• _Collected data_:
☆ ☆ ☆ ☆
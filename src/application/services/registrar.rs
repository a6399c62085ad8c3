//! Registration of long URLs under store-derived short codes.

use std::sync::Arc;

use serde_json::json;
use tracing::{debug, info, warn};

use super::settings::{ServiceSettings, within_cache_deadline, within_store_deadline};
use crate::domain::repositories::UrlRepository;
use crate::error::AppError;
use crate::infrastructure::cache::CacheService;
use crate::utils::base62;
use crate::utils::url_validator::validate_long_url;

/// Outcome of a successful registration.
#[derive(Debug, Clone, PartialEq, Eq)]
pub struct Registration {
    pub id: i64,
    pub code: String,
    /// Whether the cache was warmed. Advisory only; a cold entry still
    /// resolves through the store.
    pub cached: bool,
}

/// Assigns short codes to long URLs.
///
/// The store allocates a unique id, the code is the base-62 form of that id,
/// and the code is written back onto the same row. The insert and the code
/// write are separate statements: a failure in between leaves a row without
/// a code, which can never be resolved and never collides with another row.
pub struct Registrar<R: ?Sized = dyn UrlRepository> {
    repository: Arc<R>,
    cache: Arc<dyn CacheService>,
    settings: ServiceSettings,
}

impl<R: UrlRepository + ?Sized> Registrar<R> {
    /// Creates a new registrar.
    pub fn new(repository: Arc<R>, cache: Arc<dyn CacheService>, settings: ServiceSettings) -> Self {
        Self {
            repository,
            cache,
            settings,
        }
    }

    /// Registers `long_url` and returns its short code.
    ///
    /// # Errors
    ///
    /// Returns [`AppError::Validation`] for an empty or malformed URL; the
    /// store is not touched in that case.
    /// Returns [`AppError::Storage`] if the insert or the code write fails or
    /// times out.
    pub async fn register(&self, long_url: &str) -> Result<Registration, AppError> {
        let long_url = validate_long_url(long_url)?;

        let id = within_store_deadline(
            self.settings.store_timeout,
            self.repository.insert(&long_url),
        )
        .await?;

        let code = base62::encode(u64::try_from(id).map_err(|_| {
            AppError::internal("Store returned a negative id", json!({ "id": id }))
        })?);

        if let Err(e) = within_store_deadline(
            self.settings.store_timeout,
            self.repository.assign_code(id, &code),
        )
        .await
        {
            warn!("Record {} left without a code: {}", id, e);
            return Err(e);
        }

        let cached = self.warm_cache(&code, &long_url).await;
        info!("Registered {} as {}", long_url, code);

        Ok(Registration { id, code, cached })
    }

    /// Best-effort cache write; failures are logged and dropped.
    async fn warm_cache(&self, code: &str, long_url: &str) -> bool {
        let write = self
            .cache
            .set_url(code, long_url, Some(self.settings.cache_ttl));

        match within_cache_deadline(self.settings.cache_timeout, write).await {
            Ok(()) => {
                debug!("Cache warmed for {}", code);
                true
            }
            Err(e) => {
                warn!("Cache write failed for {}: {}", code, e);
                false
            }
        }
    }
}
☆ ☆ ☆ ☆
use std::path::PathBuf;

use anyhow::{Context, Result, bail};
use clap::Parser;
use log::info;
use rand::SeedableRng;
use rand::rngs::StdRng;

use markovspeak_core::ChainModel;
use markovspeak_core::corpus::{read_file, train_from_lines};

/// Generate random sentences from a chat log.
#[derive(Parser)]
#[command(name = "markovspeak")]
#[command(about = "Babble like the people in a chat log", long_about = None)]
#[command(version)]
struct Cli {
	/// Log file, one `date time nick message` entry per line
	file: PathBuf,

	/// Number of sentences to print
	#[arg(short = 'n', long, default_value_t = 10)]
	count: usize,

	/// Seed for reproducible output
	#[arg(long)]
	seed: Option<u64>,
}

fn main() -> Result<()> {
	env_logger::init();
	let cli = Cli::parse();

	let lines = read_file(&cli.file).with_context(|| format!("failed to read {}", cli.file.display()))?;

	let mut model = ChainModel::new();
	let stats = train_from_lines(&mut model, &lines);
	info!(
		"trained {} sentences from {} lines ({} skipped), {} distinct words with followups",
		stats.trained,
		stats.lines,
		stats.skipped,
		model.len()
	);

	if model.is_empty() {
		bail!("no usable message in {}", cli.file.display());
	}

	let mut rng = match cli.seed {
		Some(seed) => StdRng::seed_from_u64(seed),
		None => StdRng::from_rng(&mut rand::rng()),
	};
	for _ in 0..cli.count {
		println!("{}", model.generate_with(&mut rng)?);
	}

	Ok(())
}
☆ ☆ ☆ ☆
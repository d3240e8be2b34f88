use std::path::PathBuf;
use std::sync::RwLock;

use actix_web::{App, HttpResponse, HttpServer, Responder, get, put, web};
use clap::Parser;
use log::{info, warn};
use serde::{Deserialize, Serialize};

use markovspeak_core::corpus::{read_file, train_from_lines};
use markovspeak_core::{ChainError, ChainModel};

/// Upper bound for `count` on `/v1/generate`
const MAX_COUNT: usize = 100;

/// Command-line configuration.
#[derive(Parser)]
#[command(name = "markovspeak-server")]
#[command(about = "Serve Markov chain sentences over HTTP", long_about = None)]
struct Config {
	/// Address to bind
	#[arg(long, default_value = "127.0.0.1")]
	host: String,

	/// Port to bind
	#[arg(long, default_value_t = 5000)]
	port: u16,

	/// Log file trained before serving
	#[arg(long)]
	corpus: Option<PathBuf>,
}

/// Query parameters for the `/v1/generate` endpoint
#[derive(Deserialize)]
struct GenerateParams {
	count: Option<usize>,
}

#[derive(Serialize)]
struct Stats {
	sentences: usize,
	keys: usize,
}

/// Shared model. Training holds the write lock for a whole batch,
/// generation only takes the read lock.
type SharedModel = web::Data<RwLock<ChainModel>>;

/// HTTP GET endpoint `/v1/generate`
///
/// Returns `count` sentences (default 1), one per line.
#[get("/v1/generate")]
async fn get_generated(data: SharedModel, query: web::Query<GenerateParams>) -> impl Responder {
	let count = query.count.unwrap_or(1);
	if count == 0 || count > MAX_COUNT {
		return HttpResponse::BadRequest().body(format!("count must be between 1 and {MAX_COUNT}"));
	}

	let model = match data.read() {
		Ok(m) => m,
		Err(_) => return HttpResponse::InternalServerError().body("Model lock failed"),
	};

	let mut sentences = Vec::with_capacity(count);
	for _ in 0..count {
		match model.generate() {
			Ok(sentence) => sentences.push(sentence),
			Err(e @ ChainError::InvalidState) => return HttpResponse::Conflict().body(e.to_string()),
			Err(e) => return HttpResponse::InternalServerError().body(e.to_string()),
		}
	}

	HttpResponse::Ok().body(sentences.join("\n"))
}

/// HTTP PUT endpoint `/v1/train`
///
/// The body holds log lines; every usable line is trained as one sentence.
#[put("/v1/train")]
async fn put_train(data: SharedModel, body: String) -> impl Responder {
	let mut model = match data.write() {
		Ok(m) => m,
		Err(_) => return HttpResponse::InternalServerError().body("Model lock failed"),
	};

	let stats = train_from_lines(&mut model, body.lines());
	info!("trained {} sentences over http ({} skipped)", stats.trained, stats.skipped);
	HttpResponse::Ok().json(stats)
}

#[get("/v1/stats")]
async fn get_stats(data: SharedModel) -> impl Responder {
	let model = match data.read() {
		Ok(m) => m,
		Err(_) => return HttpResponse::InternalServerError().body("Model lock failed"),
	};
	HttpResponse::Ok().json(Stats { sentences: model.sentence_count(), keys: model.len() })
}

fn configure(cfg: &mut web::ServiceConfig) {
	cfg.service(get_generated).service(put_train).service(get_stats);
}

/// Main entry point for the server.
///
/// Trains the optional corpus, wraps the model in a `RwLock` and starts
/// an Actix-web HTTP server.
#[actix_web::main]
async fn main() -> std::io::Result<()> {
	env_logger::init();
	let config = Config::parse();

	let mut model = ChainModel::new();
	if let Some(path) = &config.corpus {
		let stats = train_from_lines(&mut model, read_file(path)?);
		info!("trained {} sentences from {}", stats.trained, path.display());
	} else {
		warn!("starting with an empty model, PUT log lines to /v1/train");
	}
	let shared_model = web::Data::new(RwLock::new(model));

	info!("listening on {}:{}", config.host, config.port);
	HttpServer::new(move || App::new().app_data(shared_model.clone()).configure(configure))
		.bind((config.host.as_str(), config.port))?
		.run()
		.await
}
☆ ☆ ☆ ☆
In the entries above, please find the line with "SharedModel, query: web::Query<GenerateParams>)" and the line with "fn configure(cfg: &mut", then write out exactly those two lines and every line between them, and nothing more.

• _Output for this task_:
async fn get_generated(data: SharedModel, query: web::Query<GenerateParams>) -> impl Responder {
	let count = query.count.unwrap_or(1);
	if count == 0 || count > MAX_COUNT {
		return HttpResponse::BadRequest().body(format!("count must be between 1 and {MAX_COUNT}"));
	}

	let model = match data.read() {
		Ok(m) => m,
		Err(_) => return HttpResponse::InternalServerError().body("Model lock failed"),
	};

	let mut sentences = Vec::with_capacity(count);
	for _ in 0..count {
		match model.generate() {
			Ok(sentence) => sentences.push(sentence),
			Err(e @ ChainError::InvalidState) => return HttpResponse::Conflict().body(e.to_string()),
			Err(e) => return HttpResponse::InternalServerError().body(e.to_string()),
		}
	}

	HttpResponse::Ok().body(sentences.join("\n"))
}

/// HTTP PUT endpoint `/v1/train`
///
/// The body holds log lines; every usable line is trained as one sentence.
#[put("/v1/train")]
async fn put_train(data: SharedModel, body: String) -> impl Responder {
	let mut model = match data.write() {
		Ok(m) => m,
		Err(_) => return HttpResponse::InternalServerError().body("Model lock failed"),
	};

	let stats = train_from_lines(&mut model, body.lines());
	info!("trained {} sentences over http ({} skipped)", stats.trained, stats.skipped);
	HttpResponse::Ok().json(stats)
}

#[get("/v1/stats")]
async fn get_stats(data: SharedModel) -> impl Responder {
	let model = match data.read() {
		Ok(m) => m,
		Err(_) => return HttpResponse::InternalServerError().body("Model lock failed"),
	};
	HttpResponse::Ok().json(Stats { sentences: model.sentence_count(), keys: model.len() })
}

fn configure(cfg: &mut web::ServiceConfig) {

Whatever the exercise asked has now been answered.